Like almost everything you can imagine, and a whole lot of things you can’t, it exists on the internet. The same wonderful, amazing tool that fuels my stories by letting me see locations I’ll never visit and open doors into the minds of others I will never meet, also allows me to find voices that repulse and frighten me. In fact, it allows me to find them easily.
Like most people, I avoid the dark corners of the internet, until my desire to make a character or incident more authentic drives me back to some putrid place. This time, I was trying to do something that seemed pretty safe. I was trying to learn more about Argentine women, because I was writing about one. Flipping through sites, I landed on a blog about how to get laid in Argentina. It seemed to be part of series of posts advising men about how to obtain casual, consensual and free sex in every country on earth. Crass but harmless.
The author advised me that women in Argentina were far too high maintenance and that I would be better off just heading over to neighboring Brazil. Something about the general tone started to bother me, and I filed it away for a possible future blog post of my own.
Because I’m a news junkie, over the last few days I’ve heard a lot about Trump’s new campaign chief executive Stephen Bannon, who also heads up Breitbart News. I had not heard of Breitbart News before, but according to a wealth of sources it is part of an alternate reality known as the alt right, in which a wide variety of paranoid white-centric ideas are held as truths. I checked it out for myself, and found headlines like “Obama Golfs as Louisiana Floods” and “Texas Voter ID Case Compared to Area 51 Alien Conspiracy” (two actual headlines used today). Okay, I’m going to go with the talking heads.
I also went back to the how-to-get-laid-in-Argentina blog, thinking I might write about it, and lo and behold I found another post there entitled “If Trump Doesn’t Win We’re Screwed.” Hmm. Seems like this guy writes about more topics than effective pick-up lines. It didn’t take much in the way of looking around to find a post called “Ugly Minority Girls Are Winning Beauty Pageants To Satisfy The Diversity Agenda” and to find comments like (I quote the exact words and apologize in advance for any offense) “overweight and obese girls have more sexual partners on average than girls who are in shape, because the same lack of impulse control that leads them to stuff their faces with food also leads them to hoover up cocks left and right” and “homosexuals and bisexuals are more likely than heterosexuals to be mentally ill: their malfunctioning sexual impulses lead to their entire personalities being dysfunctional.”

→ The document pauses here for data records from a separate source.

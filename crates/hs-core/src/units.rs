// hs-core/src/units.rs

use uom::si::f64::{
    Length as UomLength, Pressure as UomPressure, TemperatureInterval as UomTemperatureInterval,
};

// Public canonical unit types (SI, f64)
pub type Length = UomLength;
pub type Pressure = UomPressure;
pub type TempInterval = UomTemperatureInterval;

#[inline]
pub fn mpa(v: f64) -> Pressure {
    use uom::si::pressure::megapascal;
    Pressure::new::<megapascal>(v)
}

#[inline]
pub fn m(v: f64) -> Length {
    use uom::si::length::meter;
    Length::new::<meter>(v)
}

/// Temperature swing in degrees Celsius (an interval, not an absolute temperature).
#[inline]
pub fn delta_c(v: f64) -> TempInterval {
    use uom::si::temperature_interval::degree_celsius;
    TempInterval::new::<degree_celsius>(v)
}

#[inline]
pub fn to_mpa(p: Pressure) -> f64 {
    use uom::si::pressure::megapascal;
    p.get::<megapascal>()
}

#[inline]
pub fn to_mm(l: Length) -> f64 {
    use uom::si::length::millimeter;
    l.get::<millimeter>()
}

#[inline]
pub fn to_delta_c(dt: TempInterval) -> f64 {
    use uom::si::temperature_interval::degree_celsius;
    dt.get::<degree_celsius>()
}

pub mod constants {
    /// Millimetres per metre, used when curves are reported in mm.
    pub const MM_PER_M: f64 = 1000.0;
}

#[cfg(test)]
mod tests {
    use super::*;

    #[test]
    fn constructors_smoke() {
        let _p = mpa(5.0);
        let _l = m(0.004);
        let _dt = delta_c(25.0);
    }

    #[test]
    fn megapascal_is_a_million_pascal() {
        use uom::si::pressure::pascal;
        assert!((mpa(2.5).get::<pascal>() - 2.5e6).abs() < 1e-6);
        assert!((to_mpa(mpa(7.25)) - 7.25).abs() < 1e-12);
    }

    #[test]
    fn millimetre_conversion() {
        assert!((to_mm(m(0.0042)) - 4.2).abs() < 1e-9);
        assert!((to_delta_c(delta_c(25.0)) - 25.0).abs() < 1e-12);
    }
}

By this point I was looking for some bleach to clean out my browser. Ick. Yes, people can believe anything they want and they can also share those thoughts with others. But does this blogger seriously believe what he writes, or, like much of the alt right, does he just enjoy shocking people with outrageous statements?

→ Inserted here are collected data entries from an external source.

//! Study loading, saving, validation, and introspection.

use hs_project::schema::{CaseDef, Study};
use std::path::Path;

use crate::error::{AppError, AppResult};

/// Summary of a case for listing.
#[derive(Debug, Clone)]
pub struct CaseSummary {
    pub id: String,
    pub name: String,
    pub formation: String,
    pub pressure_mpa: f64,
    pub thermal_cycling: bool,
}

/// Load a study from a YAML or JSON file (chosen by extension).
pub fn load_study(path: &Path) -> AppResult<Study> {
    let content = std::fs::read_to_string(path).map_err(|e| AppError::StudyFileRead {
        path: path.to_path_buf(),
        source: e,
    })?;

    let study: Study = if is_json(path) {
        serde_json::from_str(&content)
            .map_err(|e| AppError::Study(format!("Failed to parse study JSON: {}", e)))?
    } else {
        serde_yaml::from_str(&content)
            .map_err(|e| AppError::Study(format!("Failed to parse study YAML: {}", e)))?
    };
    let study = hs_project::migrate_to_latest(study)?;

    tracing::info!(
        path = %path.display(),
        name = %study.name,
        cases = study.cases.len(),
        "loaded study"
    );
    Ok(study)
}

/// Save a study, validating it first.
pub fn save_study(path: &Path, study: &Study) -> AppResult<()> {
    validate_study(study)?;

    let content = if is_json(path) {
        serde_json::to_string_pretty(study)
            .map_err(|e| AppError::Study(format!("Failed to serialize study: {}", e)))?
    } else {
        serde_yaml::to_string(study)
            .map_err(|e| AppError::Study(format!("Failed to serialize study: {}", e)))?
    };

    std::fs::write(path, content).map_err(|e| AppError::FileWrite {
        path: path.to_path_buf(),
        source: e,
    })?;

    Ok(())
}

/// Validate study structure and case inputs.
pub fn validate_study(study: &Study) -> AppResult<()> {
    if study.cases.is_empty() {
        return Err(AppError::Validation(
            "Study must have at least one case".to_string(),
        ));
    }
    hs_project::validate_study(study)?;
    Ok(())
}

/// List all cases in the study with summaries.
pub fn list_cases(study: &Study) -> Vec<CaseSummary> {
    study
        .cases
        .iter()
        .map(|case| CaseSummary {
            id: case.id.clone(),
            name: case.name.clone(),
            formation: case
                .formation_type()
                .map(|f| f.label().to_string())
                .unwrap_or_else(|_| case.formation.clone()),
            pressure_mpa: case.pressure_mpa,
            thermal_cycling: case.thermal.is_some(),
        })
        .collect()
}

/// Get a specific case by ID.
pub fn get_case<'a>(study: &'a Study, case_id: &str) -> AppResult<&'a CaseDef> {
    study
        .cases
        .iter()
        .find(|c| c.id == case_id)
        .ok_or_else(|| AppError::CaseNotFound(case_id.to_string()))
}

fn is_json(path: &Path) -> bool {
    path.extension()
        .and_then(|e| e.to_str())
        .is_some_and(|e| e.eq_ignore_ascii_case("json"))
}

I decided to look further into this. The blogger has a name,
The Southern Poverty Law Center follows him due to his “specific examples of misogyny and the threat, overt or implicit, of violence” and you can read their latest on him. (I am happy to provide a link to the SPLC site, but will not link to his blogs.) According to the short Wikipedia entry on him, he is against female promiscuity, which seems a rather odd stance for a man who writes books with titles like Bang Lithuania: How to Sleep with Lithuanian Women in Lithuania and Don’t Bang Denmark: How to Sleep with Danish Women in Denmark (If You Must). I have no idea what he has against Danish women.
Another odd contradiction is that along with his clarion call for men to be sexually aggressive, he has recently begun to rally his followers to reject globalism and adhere to nationalism. It seems a strange stance for a man who is the child of two immigrants, who has lived in multiple other countries and who writes travel books. Perhaps he is trying a little too hard to merge his philosophies about sex with the politics of the alt right.
I do confess to reading one of his posts from start to finish. It was titled something like “don’t have sex with feminists” and it advised men that the feminist movement could be seriously diminished if males would simply refuse to become intimate with women who held unacceptable ideas like wanting equal pay. (I’m serious, equal pay was the horrible feminist idea that he used as an example.) His plan for stopping feminism is for every man in every bar to respond clearly and firmly to every such statement with something like “then forget it, I’m not attracted to feminists.” He thinks this would make women feel so rejected that they would rethink their silly ideas.
I almost wrote the man to say “Please get all of your followers to do this. Please. What a service this would be.”
Imagine the scene in the bar. He says “Forget it, lady, I’m not attracted to feminists.” She says “Thank you so much for telling me. I’m not attracted to assholes.”
And everyone leaves the bar happy. See, even I can find one idea from the misogyny wing of the alt right movement with which to agree.